Data for review:
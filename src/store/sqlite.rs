//! SQLite claim adapter.
//!
//! A claim is one guarded statement inside one transaction:
//!
//! ```sql
//! UPDATE issues SET status = 'in_progress', assignee = ?, updated_at = ?
//! WHERE id = (<candidate selection> LIMIT 1) AND status = 'open'
//! RETURNING id
//! ```
//!
//! The `status = 'open'` guard is the compare-and-swap: if a concurrent
//! writer claimed the selected id first, no row comes back and the call
//! reports "no issue". SQLite serializes writers; lock waits are bounded by
//! the connection busy timeout and surface as busy errors, which are retried
//! by [`RetryPolicy`]. Dropping a transaction without commit rolls it back,
//! so cancellation and every error path leave the store untouched.

use std::path::{Path, PathBuf};
use std::sync::Arc;
use std::time::Duration;

use chrono::{DateTime, Utc};
use sqlx::sqlite::{SqliteConnectOptions, SqliteJournalMode, SqlitePoolOptions};
use sqlx::{QueryBuilder, Sqlite, SqliteConnection, SqlitePool};
use tracing::{Instrument, debug, warn};

use super::version::{self, MIN_COMPATIBLE_VERSION, VERSION_KEY};
use super::{ClaimStore, RetryPolicy, filter};
use crate::clock::Clock;
use crate::error::{Error, Result};
use crate::model::{
    AgentName, ClaimFilters, Issue, IssueId, Priority, Timestamp, format_timestamp,
    parse_timestamp,
};
use crate::telemetry::claim::transaction_span;

/// Lock-wait bound applied to every connection unless overridden.
pub const DEFAULT_BUSY_TIMEOUT_MS: u64 = 3000;

/// Connection and retry settings for [`SqliteClaimStore`].
#[derive(Debug, Clone)]
pub struct SqliteStoreOptions {
    /// How long a statement waits on another writer's lock before failing busy.
    pub busy_timeout: Duration,
    pub max_connections: u32,
    pub retry: RetryPolicy,
    /// Run the version gate when opening.
    pub check_version: bool,
}

impl Default for SqliteStoreOptions {
    fn default() -> Self {
        Self {
            busy_timeout: Duration::from_millis(DEFAULT_BUSY_TIMEOUT_MS),
            max_connections: 4,
            retry: RetryPolicy::default(),
            check_version: true,
        }
    }
}

impl SqliteStoreOptions {
    pub fn busy_timeout_ms(mut self, ms: u64) -> Self {
        self.busy_timeout = Duration::from_millis(ms);
        self
    }

    pub fn max_connections(mut self, n: u32) -> Self {
        self.max_connections = n;
        self
    }

    pub fn retry(mut self, retry: RetryPolicy) -> Self {
        self.retry = retry;
        self
    }

    pub fn skip_version_check(mut self) -> Self {
        self.check_version = false;
        self
    }
}

/// Claim store over a shared beads SQLite database.
///
/// Holds no per-call state; every claim or find runs in its own transaction.
pub struct SqliteClaimStore {
    pool: SqlitePool,
    clock: Arc<dyn Clock>,
    retry: RetryPolicy,
    path: PathBuf,
}

impl SqliteClaimStore {
    /// Open an existing database. Never creates one.
    pub async fn open(
        path: impl AsRef<Path>,
        options: SqliteStoreOptions,
        clock: Arc<dyn Clock>,
    ) -> Result<Self> {
        let path = path.as_ref();
        if !path.is_file() {
            return Err(Error::StoreNotFound(format!(
                "no database at {}",
                path.display()
            )));
        }

        let connect = SqliteConnectOptions::new()
            .filename(path)
            .create_if_missing(false)
            .busy_timeout(options.busy_timeout)
            .journal_mode(SqliteJournalMode::Wal);

        let pool = SqlitePoolOptions::new()
            .max_connections(options.max_connections.max(1))
            .connect_with(connect)
            .await
            .map_err(|e| open_error(path, e))?;

        // Catches files that exist but are not databases.
        sqlx::query("SELECT 1")
            .execute(&pool)
            .await
            .map_err(|e| open_error(path, e))?;

        debug!(
            path = %path.display(),
            busy_timeout_ms = options.busy_timeout.as_millis() as u64,
            "opened claim store"
        );

        let store = Self {
            pool,
            clock,
            retry: options.retry,
            path: path.to_path_buf(),
        };

        if options.check_version {
            store.check_version_compatibility().await?;
        }

        Ok(store)
    }

    pub fn path(&self) -> &Path {
        &self.path
    }

    /// Close all pooled connections.
    pub async fn close(&self) {
        self.pool.close().await;
    }

    /// The raw version marker, if the store has one.
    pub async fn stored_version(&self) -> Result<Option<String>> {
        let has_metadata: Option<i64> = sqlx::query_scalar(
            "SELECT 1 FROM sqlite_master WHERE type = 'table' AND name = 'metadata'",
        )
        .fetch_optional(&self.pool)
        .await?;

        if has_metadata.is_none() {
            return Ok(None);
        }

        let value: Option<Option<String>> =
            sqlx::query_scalar("SELECT value FROM metadata WHERE key = ?1")
                .bind(VERSION_KEY)
                .fetch_optional(&self.pool)
                .await?;

        Ok(value
            .flatten()
            .map(|v| v.trim().to_string())
            .filter(|v| !v.is_empty()))
    }

    /// Refuse stores older than [`MIN_COMPATIBLE_VERSION`]. Unversioned
    /// stores pass.
    pub async fn check_version_compatibility(&self) -> Result<()> {
        let stored = self.stored_version().await?;
        debug!(
            stored = stored.as_deref(),
            minimum = MIN_COMPATIBLE_VERSION,
            "checking store version"
        );
        version::check(stored.as_deref(), MIN_COMPATIBLE_VERSION)
    }

    async fn try_claim(
        &self,
        agent: &AgentName,
        filters: &ClaimFilters,
        attempt: u32,
    ) -> Result<Option<Issue>> {
        let mut tx = self.pool.begin().await?;
        let now = format_timestamp(self.clock.now());

        let mut qb =
            QueryBuilder::<Sqlite>::new("UPDATE issues SET status = 'in_progress', assignee = ");
        qb.push_bind(agent.as_str().to_string());
        qb.push(", updated_at = ");
        qb.push_bind(now);
        qb.push(" WHERE id = (");
        filter::push_candidate_id(&mut qb, filters);
        qb.push(") AND status = 'open' RETURNING id");

        let claimed: Option<String> = qb.build_query_scalar().fetch_optional(&mut *tx).await?;

        // Nothing eligible, or the race for the selected id was lost.
        let Some(id) = claimed else {
            tx.rollback().await?;
            debug!(attempt, "no issue claimed");
            return Ok(None);
        };

        let issue = fetch_issue(&mut tx, &id).await?;
        tx.commit().await?;

        debug!(attempt, issue_id = %issue.id, "claim committed");
        Ok(Some(issue))
    }

    async fn try_find(&self, filters: &ClaimFilters) -> Result<Option<Issue>> {
        let mut tx = self.pool.begin().await?;

        let mut qb = QueryBuilder::<Sqlite>::new("");
        filter::push_candidate_id(&mut qb, filters);
        let found: Option<String> = qb.build_query_scalar().fetch_optional(&mut *tx).await?;

        let issue = match found {
            Some(id) => Some(fetch_issue(&mut tx, &id).await?),
            None => None,
        };

        // Read-only; nothing to keep.
        tx.rollback().await?;
        Ok(issue)
    }
}

impl ClaimStore for SqliteClaimStore {
    async fn claim_one_ready(
        &self,
        agent: &AgentName,
        filters: &ClaimFilters,
    ) -> Result<Option<Issue>> {
        self.retry
            .run(move |attempt| {
                self.try_claim(agent, filters, attempt)
                    .instrument(transaction_span("claim", attempt))
            })
            .await
    }

    async fn find_one_ready(&self, filters: &ClaimFilters) -> Result<Option<Issue>> {
        self.retry
            .run(move |attempt| {
                self.try_find(filters)
                    .instrument(transaction_span("find", attempt))
            })
            .await
    }
}

/// Busy stays busy; anything else while opening means there is no usable store.
fn open_error(path: &Path, err: sqlx::Error) -> Error {
    let err = Error::Storage(err);
    if err.is_busy() {
        err
    } else {
        Error::StoreNotFound(format!("failed to open {}: {err}", path.display()))
    }
}

// ---------------------------------------------------------------------------
// Hydration
// ---------------------------------------------------------------------------

async fn fetch_issue(conn: &mut SqliteConnection, id: &str) -> Result<Issue> {
    let row: IssueRow = sqlx::query_as(
        "SELECT i.id, i.title, i.description, i.status, i.assignee, i.priority,
                i.issue_type,
                CAST(i.created_at AS TEXT) AS created_at,
                CAST(i.updated_at AS TEXT) AS updated_at,
                EXISTS (SELECT 1 FROM blocked_issues_cache b WHERE b.issue_id = i.id) AS blocked
         FROM issues i
         WHERE i.id = ?1",
    )
    .bind(id)
    .fetch_one(&mut *conn)
    .await?;

    let labels: Vec<String> =
        sqlx::query_scalar("SELECT label FROM labels WHERE issue_id = ?1 ORDER BY label")
            .bind(id)
            .fetch_all(&mut *conn)
            .await?;

    row.try_into_issue(labels)
}

/// Internal row type for sqlx::FromRow. Columns other tools may leave NULL
/// are optional.
#[derive(sqlx::FromRow)]
struct IssueRow {
    id: String,
    title: Option<String>,
    description: Option<String>,
    status: Option<String>,
    assignee: Option<String>,
    priority: Option<i64>,
    issue_type: Option<String>,
    created_at: Option<String>,
    updated_at: Option<String>,
    blocked: i64,
}

impl IssueRow {
    fn try_into_issue(self, labels: Vec<String>) -> Result<Issue> {
        let status = self.status.as_deref().unwrap_or("open").parse()?;
        let priority = stored_priority(&self.id, self.priority.unwrap_or(0));
        let created_at = stored_timestamp(&self.id, "created_at", self.created_at.as_deref());
        let updated_at = stored_timestamp(&self.id, "updated_at", self.updated_at.as_deref());

        Ok(Issue {
            id: IssueId::new(self.id),
            title: self.title.unwrap_or_default(),
            description: self.description.unwrap_or_default(),
            status,
            assignee: self
                .assignee
                .filter(|a| !a.is_empty())
                .map(AgentName::from_store),
            priority: Priority::new(priority),
            labels: labels.into_iter().collect(),
            issue_type: self.issue_type.unwrap_or_default(),
            blocked: self.blocked != 0,
            created_at,
            updated_at,
        })
    }
}

/// Out-of-range priorities saturate; the row still sorts where SQL put it.
fn stored_priority(id: &str, raw: i64) -> i32 {
    i32::try_from(raw).unwrap_or_else(|_| {
        warn!(issue_id = id, raw, "out-of-range priority, clamping");
        if raw < 0 { i32::MIN } else { i32::MAX }
    })
}

/// A malformed timestamp on one row must not make every claim fail.
fn stored_timestamp(id: &str, column: &str, raw: Option<&str>) -> Timestamp {
    match raw.and_then(parse_timestamp) {
        Some(ts) => ts,
        None => {
            warn!(issue_id = id, column, raw, "unparseable timestamp, using epoch");
            DateTime::<Utc>::UNIX_EPOCH
        }
    }
}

Task goal: All lines with the word "value" are needed; pull them from the entries and copy each.

Completed task:
        let value: Option<Option<String>> =
            sqlx::query_scalar("SELECT value FROM metadata WHERE key = ?1")
        Ok(value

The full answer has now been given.